1. This is a reference under Section 44 (1) of the Madhya Pradesh General Sales Tax Act, 1958, by the Sales TaxTribunal (Board of Revenue) at the instance of the Commissioner of Sales Tax, Madhya Pradesh. The questions, which have been referred for decision, are-
'1. Whether an appeal against the order of the Commissioner of Sales Tax passed in revision Under Section 22 (5) of the C.P. & Berar Sales Tax Act, 1947, as extended to Vindhya Pradesh lies to the Board?
(2) Whether the present appeal was an appeal 'Under Section 39 (3) of the M. P. General Sales Tax Act and was within time?
(3) Whether the declarations which were not on form No. IX under the C. P. & Berar Sales Tax Act, 1947, as extended to Vindhya Pradesh, and in which the words 'use in the manufacture' were not scored out could be accepted as correct declarations if the purchasing dealers certified the purpose of resale subsequently?'
2. The assessee, M/s Caltex (India) Ltd., is a dealer in petrol and other petroleum products carrying on business at various places in India including Satna, which was in the material assessment year, namely. 1957-58, a part of the former Vindhya Pradesh State. During the assessment year, which was governed by the Central Provinces and Berar Sales Tax Act, 1947, as extended to Vindhya Pradesh (hereinafter referred to as the Act), the assessee claimed a deduction from its turnover of the sale transactions of the value of Rupees 14,12,045.15 being sales made by it to registered dealers.

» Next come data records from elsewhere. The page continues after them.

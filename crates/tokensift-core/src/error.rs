use thiserror::Error;

/// Failure modes of the analysis core.
///
/// None of these abort an analysis on their own: detector failures are
/// collected and reported as warnings, and unsupported input is advisory
/// unless the caller asked for strict handling.
#[derive(Debug, Clone, Error, PartialEq, Eq)]
pub enum Error {
    #[error("unsupported input: {reason}")]
    UnsupportedInput { reason: String },

    #[error("detector `{detector}` failed: {message}")]
    DetectorFailure {
        detector: &'static str,
        message: String,
    },

    #[error("pattern `{0}` is unavailable")]
    PatternUnavailable(&'static str),
}
//! Upgradeability and delegated execution.

use crate::detectors::{DetectorResult, first_body_match_line};
use crate::error::Error;
use crate::rules::catalog::RiskType;
use crate::rules::finding::RiskFinding;
use crate::source::model::StructuralModel;
use crate::source::patterns::{
    RE_AUTHORIZE_UPGRADE_FN, RE_DELEGATECALL, RE_IMPLEMENTATION_NAME, RE_TRANSPARENT_MARKER,
    RE_UPGRADE_SETTER_FN, RE_UUPS_MARKER, compiled,
};

pub fn detect(model: &StructuralModel) -> DetectorResult {
    let delegatecall = compiled(&RE_DELEGATECALL, "delegatecall")?;

    let mut findings: Vec<RiskFinding> = model
        .functions()
        .iter()
        .filter_map(|f| {
            first_body_match_line(model, f, delegatecall).map(|line| {
                RiskFinding::at(
                    model,
                    RiskType::DelegatecallUsage,
                    line,
                    format!("function `{}` executes code via delegatecall", f.name),
                )
                .with_function(&f.name)
            })
        })
        .collect();

    findings.extend(uups_proxy(model)?);
    findings.extend(transparent_proxy(model)?);

    Ok(findings)
}

fn uups_proxy(model: &StructuralModel) -> Result<Option<RiskFinding>, Error> {
    let authorize = compiled(&RE_AUTHORIZE_UPGRADE_FN, "authorize_upgrade_fn")?;
    let marker = compiled(&RE_UUPS_MARKER, "uups_marker")?;

    if let Some(f) = model.functions().iter().find(|f| authorize.is_match(&f.name)) {
        return Ok(Some(
            RiskFinding::at(
                model,
                RiskType::UupsProxy,
                f.start_line,
                format!("upgrade authorization hook `{}` allows replacing the implementation", f.name),
            )
            .with_function(&f.name),
        ));
    }

    Ok(marker.find(model.source()).map(|m| {
        RiskFinding::at(
            model,
            RiskType::UupsProxy,
            model.line_of(m.start()),
            "contract inherits a UUPS upgradeable base",
        )
    }))
}

fn transparent_proxy(model: &StructuralModel) -> Result<Option<RiskFinding>, Error> {
    let marker = compiled(&RE_TRANSPARENT_MARKER, "transparent_marker")?;
    let setter = compiled(&RE_UPGRADE_SETTER_FN, "upgrade_setter_fn")?;
    let implementation = compiled(&RE_IMPLEMENTATION_NAME, "implementation_name")?;
    let delegatecall = compiled(&RE_DELEGATECALL, "delegatecall")?;

    if let Some(m) = marker.find(model.source()) {
        return Ok(Some(RiskFinding::at(
            model,
            RiskType::TransparentProxy,
            model.line_of(m.start()),
            "contract references a transparent upgradeable proxy",
        )));
    }

    let has_pointer = model
        .variables()
        .iter()
        .any(|v| implementation.is_match(&v.name));
    if has_pointer {
        if let Some(f) = model.functions().iter().find(|f| setter.is_match(&f.name)) {
            return Ok(Some(
                RiskFinding::at(
                    model,
                    RiskType::TransparentProxy,
                    f.start_line,
                    format!("function `{}` retargets the stored implementation", f.name),
                )
                .with_function(&f.name),
            ));
        }
    }

    Ok(model
        .functions()
        .iter()
        .filter(|f| f.name == "fallback" || f.name == "receive")
        .find_map(|f| {
            first_body_match_line(model, f, delegatecall).map(|line| {
                RiskFinding::at(
                    model,
                    RiskType::TransparentProxy,
                    line,
                    format!("`{}` forwards calls via delegatecall", f.name),
                )
                .with_function(&f.name)
            })
        }))
}
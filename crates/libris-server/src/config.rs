use std::net::{IpAddr, SocketAddr};

use axum::http::HeaderValue;
use libris_auth::types::{ClientType, GrantType, TokenEndpointAuthMethod, UserInfo};
use libris_auth::{AuthConfig, ConfigError, HeaderResourceOwner};
use serde::{Deserialize, Serialize};

#[derive(Debug, Clone, Default, Serialize, Deserialize)]
pub struct AppConfig {
    #[serde(default)]
    pub server: ServerConfig,
    #[serde(default)]
    pub logging: LoggingConfig,
    /// Authorization server core configuration
    #[serde(default)]
    pub auth: AuthConfig,
    /// Clients registered at startup
    #[serde(default)]
    pub clients: Vec<SeedClient>,
    /// Resource owner claims loaded at startup
    #[serde(default)]
    pub users: Vec<UserInfo>,
}

impl AppConfig {
    pub fn addr(&self) -> Result<SocketAddr, ConfigError> {
        let ip: IpAddr = self.server.host.parse().map_err(|_| {
            ConfigError::InvalidValue(format!(
                "server.host must be an IP address, got {:?}",
                self.server.host
            ))
        })?;
        Ok(SocketAddr::new(ip, self.server.port))
    }

    pub fn validate(&self) -> Result<(), ConfigError> {
        // Server validations
        if self.server.port == 0 {
            return Err(ConfigError::InvalidValue("server.port must be > 0".into()));
        }
        if self.server.body_limit_bytes == 0 {
            return Err(ConfigError::InvalidValue(
                "server.body_limit_bytes must be > 0".into(),
            ));
        }
        self.addr()?;
        if axum::http::HeaderName::try_from(self.server.resource_owner_header.as_str()).is_err() {
            return Err(ConfigError::InvalidValue(format!(
                "server.resource_owner_header is not a valid header name: {:?}",
                self.server.resource_owner_header
            )));
        }
        for origin in &self.server.cors_allowed_origins {
            if origin == "*" || HeaderValue::from_str(origin).is_err() {
                return Err(ConfigError::InvalidValue(format!(
                    "server.cors_allowed_origins contains an invalid origin: {origin:?}"
                )));
            }
        }

        // Logging validation
        let lvl = self.logging.level.to_ascii_lowercase();
        let valid_levels = ["trace", "debug", "info", "warn", "error", "off"];
        if !valid_levels.contains(&lvl.as_str()) {
            return Err(ConfigError::InvalidValue(format!(
                "logging.level must be one of {valid_levels:?}"
            )));
        }

        self.auth.validate()?;

        // Seed data validations
        for client in &self.clients {
            client.validate()?;
        }
        for user in &self.users {
            if user.sub.is_empty() {
                return Err(ConfigError::Missing("users[].sub".into()));
            }
        }
        Ok(())
    }
}

#[derive(Debug, Clone, Serialize, Deserialize)]
pub struct ServerConfig {
    #[serde(default = "default_host")]
    pub host: String,
    #[serde(default = "default_port")]
    pub port: u16,
    #[serde(default = "default_body_limit")]
    pub body_limit_bytes: usize,
    /// Trusted header carrying the authenticated resource owner, set by the
    /// login front end.
    #[serde(default = "default_resource_owner_header")]
    pub resource_owner_header: String,
    /// Browser origins allowed to call the token endpoints. Empty disables CORS.
    #[serde(default)]
    pub cors_allowed_origins: Vec<String>,
}

fn default_host() -> String {
    "0.0.0.0".into()
}
fn default_port() -> u16 {
    8080
}
fn default_body_limit() -> usize {
    64 * 1024
}
fn default_resource_owner_header() -> String {
    HeaderResourceOwner::DEFAULT_HEADER.into()
}

impl Default for ServerConfig {
    fn default() -> Self {
        Self {
            host: default_host(),
            port: default_port(),
            body_limit_bytes: default_body_limit(),
            resource_owner_header: default_resource_owner_header(),
            cors_allowed_origins: Vec::new(),
        }
    }
}

#[derive(Debug, Clone, Serialize, Deserialize)]
pub struct LoggingConfig {
    #[serde(default = "default_log_level")]
    pub level: String,
}
fn default_log_level() -> String {
    "info".into()
}
impl Default for LoggingConfig {
    fn default() -> Self {
        Self {
            level: default_log_level(),
        }
    }
}

/// A client registration as written in the configuration file.
///
/// The secret is given in plain text and hashed when the store is seeded.
///
/// ```toml
/// [[clients]]
/// client_id = "catalog-indexer"
/// name = "Catalog indexer"
/// client_type = "confidential"
/// secret = "indexer-secret"
/// grant_types = ["client_credentials"]
/// scopes = ["catalog:read"]
/// ```
#[derive(Debug, Clone, Serialize, Deserialize)]
pub struct SeedClient {
    pub client_id: String,
    #[serde(default)]
    pub name: String,
    pub client_type: ClientType,
    #[serde(default, skip_serializing)]
    pub secret: Option<String>,
    #[serde(default)]
    pub redirect_uris: Vec<String>,
    pub grant_types: Vec<GrantType>,
    #[serde(default)]
    pub scopes: Vec<String>,
    /// Defaults to `client_secret_basic` for confidential clients and `none`
    /// for public ones.
    #[serde(default)]
    pub token_endpoint_auth_method: Option<TokenEndpointAuthMethod>,
    #[serde(default = "default_active")]
    pub active: bool,
    /// Access token lifetime override in seconds.
    #[serde(default)]
    pub access_token_lifetime: Option<i64>,
}

fn default_active() -> bool {
    true
}

impl SeedClient {
    pub fn auth_method(&self) -> TokenEndpointAuthMethod {
        self.token_endpoint_auth_method
            .unwrap_or(match self.client_type {
                ClientType::Public => TokenEndpointAuthMethod::None,
                ClientType::Confidential => TokenEndpointAuthMethod::ClientSecretBasic,
            })
    }

    fn validate(&self) -> Result<(), ConfigError> {
        if self.client_id.is_empty() {
            return Err(ConfigError::Missing("clients[].client_id".into()));
        }
        let has_secret = self.secret.as_deref().is_some_and(|s| !s.is_empty());
        match self.client_type {
            ClientType::Confidential if !has_secret => Err(ConfigError::Missing(format!(
                "clients[{}].secret",
                self.client_id
            ))),
            ClientType::Public if has_secret => Err(ConfigError::InvalidValue(format!(
                "clients[{}]: public clients cannot have a secret",
                self.client_id
            ))),
            _ => Ok(()),
        }
    }
}

pub mod loader {
    use super::AppConfig;
    use config::{Config, Environment, File, FileFormat};
    use libris_auth::ConfigError;
    use std::path::Path;

    /// Default configuration file, used when neither `--config` nor
    /// `LIBRIS_CONFIG` names one.
    pub const DEFAULT_CONFIG_PATH: &str = "libris.toml";

    /// Loads the configuration from `path`, then applies `LIBRIS__*`
    /// environment overrides, then validates the result.
    ///
    /// A missing file at the default path is skipped. A missing file at an
    /// explicitly named path is an error.
    pub fn load_config(path: Option<&Path>) -> Result<AppConfig, ConfigError> {
        let mut builder = Config::builder();
        match path {
            Some(p) => {
                if !p.exists() {
                    return Err(ConfigError::Missing(format!(
                        "configuration file {}",
                        p.display()
                    )));
                }
                builder = builder.add_source(File::from(p).format(FileFormat::Toml));
            }
            None => {
                builder = builder.add_source(
                    File::new(DEFAULT_CONFIG_PATH, FileFormat::Toml).required(false),
                );
            }
        }
        // Environment variable overrides, e.g., LIBRIS__SERVER__PORT=9090
        builder = builder.add_source(
            Environment::with_prefix("LIBRIS")
                .try_parsing(true)
                .separator("__"),
        );
        let cfg = builder
            .build()
            .map_err(|e| ConfigError::InvalidValue(format!("config build error: {e}")))?;
        let merged: AppConfig = cfg
            .try_deserialize()
            .map_err(|e| ConfigError::InvalidValue(format!("config deserialize error: {e}")))?;
        merged.validate()?;
        Ok(merged)
    }
}
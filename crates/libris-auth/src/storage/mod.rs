//! Persistence Port.
//!
//! These traits are the only way the authorization server touches state.
//! They expose single-key atomic operations instead of generic reads and
//! writes so that any backing store can uphold the concurrency invariants:
//!
//! - [`CodeStorage::redeem`] consumes a code and records the resulting grant
//!   in one compare-and-set, so two concurrent redemptions yield exactly one
//!   success.
//! - [`TokenStorage::rotate_refresh_token`] swaps the current refresh token of
//!   a family in one compare-and-set, so a replayed token is detected.
//! - [`TokenStorage::revoke`] is idempotent and monotonic.
//!
//! # Implementations
//!
//! - `libris-auth-memory` - in-process backend, also used as the test double

pub mod client;
pub mod code;
pub mod token;
pub mod user;

use std::future::Future;
use std::sync::Arc;
use std::time::Duration;

pub use client::ClientStorage;
pub use code::CodeStorage;
pub use token::{RevocationScope, RotationOutcome, TokenStorage};
pub use user::UserInfoStorage;

use crate::AuthResult;
use crate::error::AuthError;

/// The ports the authorization server is wired with.
#[derive(Clone)]
pub struct StoragePorts {
    pub clients: Arc<dyn ClientStorage>,
    pub codes: Arc<dyn CodeStorage>,
    pub tokens: Arc<dyn TokenStorage>,
    pub users: Arc<dyn UserInfoStorage>,
}

impl StoragePorts {
    /// Uses one backend for every port.
    pub fn from_backend<S>(backend: Arc<S>) -> Self
    where
        S: ClientStorage + CodeStorage + TokenStorage + UserInfoStorage + 'static,
    {
        Self {
            clients: backend.clone(),
            codes: backend.clone(),
            tokens: backend.clone(),
            users: backend,
        }
    }
}

/// Runs a persistence call with an upper time bound.
///
/// An elapsed timeout is reported as [`AuthError::Storage`] so it surfaces as
/// `server_error`. Dropping the inner future must not leave a partial write,
/// which every port implementation guarantees by making each call atomic.
pub async fn with_timeout<T, F>(limit: Duration, operation: &'static str, fut: F) -> AuthResult<T>
where
    F: Future<Output = AuthResult<T>>,
{
    match tokio::time::timeout(limit, fut).await {
        Ok(result) => result,
        Err(_) => {
            tracing::error!(operation, timeout_ms = limit.as_millis() as u64, "Storage call timed out");
            Err(AuthError::storage(format!("{operation} timed out")))
        }
    }
}
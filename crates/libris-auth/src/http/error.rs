//! HTTP rendering of [`AuthError`].
//!
//! - `invalid_client` → 401 with a `Basic` challenge
//! - `invalid_token` → 401 and `insufficient_scope` → 403, both with a
//!   `Bearer` challenge
//! - server errors → 500 with a generic description, the cause is logged
//! - everything else → 400
//!
//! The body is always `{"error": ..., "error_description": ...}`.

use axum::{
    Json,
    http::{HeaderMap, HeaderValue, StatusCode, header},
    response::{IntoResponse, Response},
};

use crate::error::AuthError;
use crate::oauth::token::TokenError;

/// Realm advertised in `WWW-Authenticate` challenges.
pub const REALM: &str = "libris";

impl IntoResponse for AuthError {
    fn into_response(self) -> Response {
        let status = status_for(&self);

        if self.is_server_error() {
            tracing::error!(error = %self, "Authorization server error");
        }

        let mut headers = HeaderMap::new();
        headers.insert(header::CACHE_CONTROL, HeaderValue::from_static("no-store"));
        headers.insert(header::PRAGMA, HeaderValue::from_static("no-cache"));

        let challenge = match &self {
            AuthError::InvalidClient { .. } => Some(format!("Basic realm=\"{REALM}\"")),
            e if e.is_bearer_error() => Some(bearer_challenge(
                e.oauth_error_code(),
                &e.public_description(),
            )),
            _ => None,
        };
        if let Some(value) = challenge.and_then(|c| HeaderValue::from_str(&c).ok()) {
            headers.insert(header::WWW_AUTHENTICATE, value);
        }

        (status, headers, Json(TokenError::from(&self))).into_response()
    }
}

fn status_for(error: &AuthError) -> StatusCode {
    match error {
        AuthError::InvalidClient { .. } | AuthError::InvalidToken { .. } => {
            StatusCode::UNAUTHORIZED
        }
        AuthError::InsufficientScope { .. } | AuthError::AccessDenied { .. } => {
            StatusCode::FORBIDDEN
        }
        e if e.is_server_error() => StatusCode::INTERNAL_SERVER_ERROR,
        _ => StatusCode::BAD_REQUEST,
    }
}

/// Builds a `WWW-Authenticate` value per RFC 6750 §3.
///
/// Format: `Bearer realm="libris", error="invalid_token", error_description="..."`
fn bearer_challenge(error: &str, description: &str) -> String {
    let escaped = description.replace('\\', "\\\\").replace('"', "\\\"");
    format!("Bearer realm=\"{REALM}\", error=\"{error}\", error_description=\"{escaped}\"")
}

#[cfg(test)]
mod tests {
    use super::*;
    use axum::body::to_bytes;

    async fn body(response: Response) -> serde_json::Value {
        let bytes = to_bytes(response.into_body(), usize::MAX).await.unwrap();
        serde_json::from_slice(&bytes).unwrap()
    }

    fn challenge(response: &Response) -> Option<&str> {
        response
            .headers()
            .get(header::WWW_AUTHENTICATE)
            .and_then(|v| v.to_str().ok())
    }

    #[tokio::test]
    async fn test_invalid_grant_is_400() {
        let response = AuthError::invalid_grant("Authorization code has expired").into_response();
        assert_eq!(response.status(), StatusCode::BAD_REQUEST);
        assert!(challenge(&response).is_none());
        assert_eq!(response.headers().get(header::CACHE_CONTROL).unwrap(), "no-store");

        let json = body(response).await;
        assert_eq!(json["error"], "invalid_grant");
        assert_eq!(json["error_description"], "Authorization code has expired");
    }

    #[tokio::test]
    async fn test_invalid_client_carries_basic_challenge() {
        let response = AuthError::invalid_client("Client authentication failed").into_response();
        assert_eq!(response.status(), StatusCode::UNAUTHORIZED);
        assert_eq!(challenge(&response), Some("Basic realm=\"libris\""));
    }

    #[tokio::test]
    async fn test_bearer_errors() {
        let response = AuthError::invalid_token("Access token is not active").into_response();
        assert_eq!(response.status(), StatusCode::UNAUTHORIZED);
        assert!(challenge(&response).unwrap().contains("error=\"invalid_token\""));

        let response = AuthError::insufficient_scope("openid required").into_response();
        assert_eq!(response.status(), StatusCode::FORBIDDEN);
        assert!(challenge(&response).unwrap().contains("error=\"insufficient_scope\""));
    }

    #[tokio::test]
    async fn test_server_error_hides_cause() {
        let response = AuthError::storage("find_by_code timed out").into_response();
        assert_eq!(response.status(), StatusCode::INTERNAL_SERVER_ERROR);

        let json = body(response).await;
        assert_eq!(json["error"], "server_error");
        assert!(!json["error_description"].as_str().unwrap().contains("find_by_code"));
    }

    #[test]
    fn test_bearer_challenge_escaping() {
        let header = bearer_challenge("invalid_token", "Token contains \"quotes\"");
        assert!(header.contains("\\\"quotes\\\""));
    }
}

The deduction was claimed under Section 2(j) (a) (ii) of the Act which permitted the deduction of turnover of sales to a registered dealer of goods declared by him 'in a prescribed form as being intended for re-sale by him' from the aggregate turnover. The assessee filed declaration forms signed by the registered dealers to whom its products had been sold. The forms in which the declarations were made contained the words that the goods purchased from the assessee are 'for re-sale/for use in manufacture of goods for sale'. The words 'for use in manufacture of goods for sale' had been scored out in some forms. In other forms they had not been scored out. Before the Assistant Commissioner of Sales Tax, Rewa, who made the assessment, the assessee filed an application, along with certificates signed by the registered dealers, stating that they had purchased the goods for re-sale and in some forms they had forgotten to delete the words 'for use in manufacture of goods for sale' The assessing authority refused to allow the deduction stating that the declaration forms were not in the prescribed form and they were also defective inthat the words 'for use in the manufacture of goods for sale' had not been scored out, and that consequently it was not possibleto hold that the goods sold by the assesses to registered dealers were for re-sale; and that under Section 2 (j) (a) (ii) of the Act the deduction of turnover could not be allowed in respect of goods sold 'for use in manufacture of goods for sale.'
3. The assessee then preferred a revision petition before the Commissioner of Sales Tax, Madhya Pradesh. This was filed on 9th March 1959, that is, before the coming into force on 1st April 1959 of the M. P. General Sales Tax Act, 1958, Section 52 of which repealed inter alia the C.P. and Berar Sales Tax Act, 1947, as extended to Vindhya Pradesh. The Sales Tax Commissioner agreed with the view taken by the Assistant Commissioner and dismissed the revision petition preferred by the assessee. He, however, issued a notice to the assessee to show cause why the assessment should not be enhanced by taxing the sales o! light diesel oil at the rate of Re. -/1/- per rupee instead of at Re. -/-/6 per rupee adopted by the Assistant Commissioner. After hearing the assessee, the Commissioner enhanced the assessment taxing the sales of light diesel oil at the rate of Rupee -/1/- per rupee
4. The assessee then filed an appeal before the Sales Tax Tribunal against the decision of the Commissioner. The Tribunal overruled the objection of the Commissioner that the appeal preferred by the assessee was incompetent and that if it was tenable, it was barred by time. The Tribunal held that the declarations filed by the assessee should have been given effect to. It took the view that the omission to score out the words 'for use in manufacture of goods for sale' was through oversight and that if the declarations were not in the prescribed form, the Assistant Commissioner should have pointed out this fact to the assessee and drawn its attention to the fact that in some forms the words 'for use in the manufacture of goods for sale' had not been scored out. The Tribunal observed-
'In fact when such declarations were submitted the assessing authority should have asked the appellant (assessee) whether the declarations referred to sale or re-sale or to sale for use in manufacture of goods for sale. Without giving such opportunity to the appellant to explain the discrepancy in the declarations it was not proper for the assessing authority to reject them '
On this view, the Tribunal set aside the order of the assessing authority as also that of the Sales Tax Commissioner rejecting the declarations filed by the assessee, and thus its claim for deduction of turnover of sales to registered dealers.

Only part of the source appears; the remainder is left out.